■ Data provided:
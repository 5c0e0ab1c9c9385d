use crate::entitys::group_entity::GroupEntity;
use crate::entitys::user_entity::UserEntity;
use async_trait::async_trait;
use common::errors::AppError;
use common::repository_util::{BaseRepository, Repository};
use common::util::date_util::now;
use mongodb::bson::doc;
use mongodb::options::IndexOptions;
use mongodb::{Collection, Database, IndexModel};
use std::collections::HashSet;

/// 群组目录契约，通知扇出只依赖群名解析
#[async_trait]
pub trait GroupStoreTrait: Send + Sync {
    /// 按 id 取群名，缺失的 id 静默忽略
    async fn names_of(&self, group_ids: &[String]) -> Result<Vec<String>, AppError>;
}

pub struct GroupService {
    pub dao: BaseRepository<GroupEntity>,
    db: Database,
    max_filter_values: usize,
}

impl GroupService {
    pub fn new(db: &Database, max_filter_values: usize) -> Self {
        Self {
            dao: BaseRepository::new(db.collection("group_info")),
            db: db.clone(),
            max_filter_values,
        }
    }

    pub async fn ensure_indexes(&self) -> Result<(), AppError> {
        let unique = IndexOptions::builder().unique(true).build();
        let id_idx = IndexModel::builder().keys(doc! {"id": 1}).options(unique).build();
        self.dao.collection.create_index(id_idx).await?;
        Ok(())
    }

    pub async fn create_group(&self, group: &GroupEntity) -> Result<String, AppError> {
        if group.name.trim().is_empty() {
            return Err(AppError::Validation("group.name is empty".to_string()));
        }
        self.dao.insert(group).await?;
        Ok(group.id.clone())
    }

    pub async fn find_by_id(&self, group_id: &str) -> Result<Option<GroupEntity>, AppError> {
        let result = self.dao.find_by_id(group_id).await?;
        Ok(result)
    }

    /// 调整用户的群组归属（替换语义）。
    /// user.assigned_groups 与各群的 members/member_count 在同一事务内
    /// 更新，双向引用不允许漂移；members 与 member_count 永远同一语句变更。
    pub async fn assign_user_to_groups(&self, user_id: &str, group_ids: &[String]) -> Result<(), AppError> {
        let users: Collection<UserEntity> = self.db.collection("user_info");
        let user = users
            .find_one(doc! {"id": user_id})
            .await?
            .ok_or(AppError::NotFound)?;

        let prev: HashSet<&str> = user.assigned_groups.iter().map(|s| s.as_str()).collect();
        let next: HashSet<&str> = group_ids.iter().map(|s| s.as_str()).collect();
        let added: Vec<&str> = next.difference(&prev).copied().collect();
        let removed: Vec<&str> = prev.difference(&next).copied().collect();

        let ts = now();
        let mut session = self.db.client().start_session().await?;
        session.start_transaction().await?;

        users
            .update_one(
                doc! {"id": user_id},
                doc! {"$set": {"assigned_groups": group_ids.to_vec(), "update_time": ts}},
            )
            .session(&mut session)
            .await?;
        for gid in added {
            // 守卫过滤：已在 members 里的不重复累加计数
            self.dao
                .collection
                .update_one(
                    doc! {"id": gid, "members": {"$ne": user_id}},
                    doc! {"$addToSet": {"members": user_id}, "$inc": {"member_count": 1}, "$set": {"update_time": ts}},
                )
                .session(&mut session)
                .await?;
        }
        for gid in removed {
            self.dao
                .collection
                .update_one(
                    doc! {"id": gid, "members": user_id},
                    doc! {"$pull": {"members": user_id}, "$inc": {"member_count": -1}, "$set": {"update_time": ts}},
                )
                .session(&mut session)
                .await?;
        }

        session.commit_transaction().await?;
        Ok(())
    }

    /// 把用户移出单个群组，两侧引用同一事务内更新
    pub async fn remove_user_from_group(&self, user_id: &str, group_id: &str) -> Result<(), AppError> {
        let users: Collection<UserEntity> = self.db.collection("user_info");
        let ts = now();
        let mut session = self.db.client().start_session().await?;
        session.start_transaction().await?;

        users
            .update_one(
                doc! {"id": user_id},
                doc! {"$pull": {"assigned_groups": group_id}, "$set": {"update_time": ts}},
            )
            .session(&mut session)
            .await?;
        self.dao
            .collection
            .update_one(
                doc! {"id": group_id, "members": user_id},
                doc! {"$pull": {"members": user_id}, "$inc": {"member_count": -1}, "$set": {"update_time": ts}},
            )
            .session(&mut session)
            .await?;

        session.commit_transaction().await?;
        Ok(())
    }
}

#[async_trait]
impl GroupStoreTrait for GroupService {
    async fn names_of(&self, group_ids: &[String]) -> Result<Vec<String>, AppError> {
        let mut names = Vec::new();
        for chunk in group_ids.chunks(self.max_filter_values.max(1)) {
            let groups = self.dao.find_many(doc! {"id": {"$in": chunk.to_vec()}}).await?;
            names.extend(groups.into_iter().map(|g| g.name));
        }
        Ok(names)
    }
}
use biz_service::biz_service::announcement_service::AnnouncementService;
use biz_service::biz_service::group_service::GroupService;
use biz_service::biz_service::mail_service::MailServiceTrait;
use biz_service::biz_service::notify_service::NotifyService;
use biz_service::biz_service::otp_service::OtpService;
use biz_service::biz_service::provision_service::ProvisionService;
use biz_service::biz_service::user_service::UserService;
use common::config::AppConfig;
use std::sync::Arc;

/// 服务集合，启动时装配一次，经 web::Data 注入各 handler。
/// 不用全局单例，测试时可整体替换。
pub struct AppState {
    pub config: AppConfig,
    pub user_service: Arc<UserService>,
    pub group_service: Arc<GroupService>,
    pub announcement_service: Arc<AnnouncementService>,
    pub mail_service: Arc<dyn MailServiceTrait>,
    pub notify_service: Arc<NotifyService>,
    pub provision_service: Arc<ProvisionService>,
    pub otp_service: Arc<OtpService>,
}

■ Exercise brief: Scan the data above, find each line with "AppConfig", and copy it.

■ Written response:
use common::config::AppConfig;
    pub config: AppConfig,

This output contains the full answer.